* Assignment: What you produce should be every line from the data that includes "sqlx".

Stored items from a collection:
------------------------------

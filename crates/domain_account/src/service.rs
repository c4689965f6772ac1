//! Credential service: registration, sign-in and account lookup

use std::sync::Arc;

use tracing::{debug, info, instrument, warn};

use core_kernel::UserId;

use crate::credentials::Credentials;
use crate::error::AccountError;
use crate::password::PasswordHasher;
use crate::ports::UserStore;
use crate::user::User;

/// Registers users and verifies their passwords
///
/// # Example
///
/// ```rust,ignore
/// let service = CredentialService::new(Arc::new(PostgresUserStore::new(pool)));
/// let user = service.register(Credentials::new("a@b.com", "secret")).await?;
/// let same = service.verify("a@b.com", "secret").await?;
/// ```
#[derive(Clone)]
pub struct CredentialService {
    store: Arc<dyn UserStore>,
    hasher: PasswordHasher,
}

impl CredentialService {
    pub fn new(store: Arc<dyn UserStore>) -> Self {
        Self {
            store,
            hasher: PasswordHasher::new(),
        }
    }

    /// Creates a new account
    ///
    /// # Errors
    ///
    /// * `AccountError::Validation` - malformed email or password
    /// * `AccountError::EmailTaken` - an account with this email exists
    #[instrument(skip(self, credentials), fields(email = %credentials.email))]
    pub async fn register(&self, credentials: Credentials) -> Result<User, AccountError> {
        let credentials = credentials.validated()?;

        if self.store.find_by_email(&credentials.email).await?.is_some() {
            debug!("Registration rejected, email already registered");
            return Err(AccountError::EmailTaken);
        }

        let password_hash = self.hasher.hash(credentials.password).await?;

        // A concurrent registration can still win the race; the unique index
        // reports it as a conflict.
        let user = self
            .store
            .insert(&credentials.email, &password_hash)
            .await
            .map_err(|e| {
                if e.is_conflict() {
                    AccountError::EmailTaken
                } else {
                    AccountError::Store(e)
                }
            })?;

        info!(user_id = %user.id, "User registered");
        Ok(user)
    }

    /// Checks an email/password pair
    ///
    /// Unknown emails and wrong passwords produce the same error.
    #[instrument(skip(self, password))]
    pub async fn verify(&self, email: &str, password: &str) -> Result<User, AccountError> {
        let Some(user) = self.store.find_by_email(email.trim()).await? else {
            warn!("Login attempt for unknown email");
            return Err(AccountError::InvalidCredentials);
        };

        if !self
            .hasher
            .verify(password.to_string(), user.password_hash.clone())
            .await?
        {
            warn!(user_id = %user.id, "Login attempt with wrong password");
            return Err(AccountError::InvalidCredentials);
        }

        Ok(user)
    }

    /// Loads the account behind a token subject
    pub async fn find(&self, id: UserId) -> Result<User, AccountError> {
        self.store
            .find_by_id(id)
            .await?
            .ok_or(AccountError::UserNotFound)
    }

    /// Returns the underlying store, used by readiness checks
    pub fn store(&self) -> &Arc<dyn UserStore> {
        &self.store
    }
}
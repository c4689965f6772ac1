//! PostgreSQL stores for the domain ports
//!
//! Each store holds a pool handle, issues runtime-checked SQL and converts
//! rows into domain types before they leave the crate.

pub mod users;
pub mod claims;

pub use users::PostgresUserStore;
pub use claims::{PgClaimTransaction, PostgresClaimStore};

use std::time::Instant;

use core_kernel::HealthCheckResult;
use sqlx::PgPool;

/// Round-trips `SELECT 1` and reports the latency
pub(crate) async fn ping(pool: &PgPool, adapter_id: &str) -> HealthCheckResult {
    let start = Instant::now();

    let result = sqlx::query_scalar::<_, i32>("SELECT 1").fetch_one(pool).await;
    let latency_ms = start.elapsed().as_millis() as u64;

    match result {
        Ok(_) => HealthCheckResult::healthy(adapter_id, latency_ms),
        Err(e) => HealthCheckResult::unhealthy(adapter_id, latency_ms, format!("Database error: {e}")),
    }
}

------------------------------

* Response area:
use sqlx::PgPool;
    let result = sqlx::query_scalar::<_, i32>("SELECT 1").fetch_one(pool).await;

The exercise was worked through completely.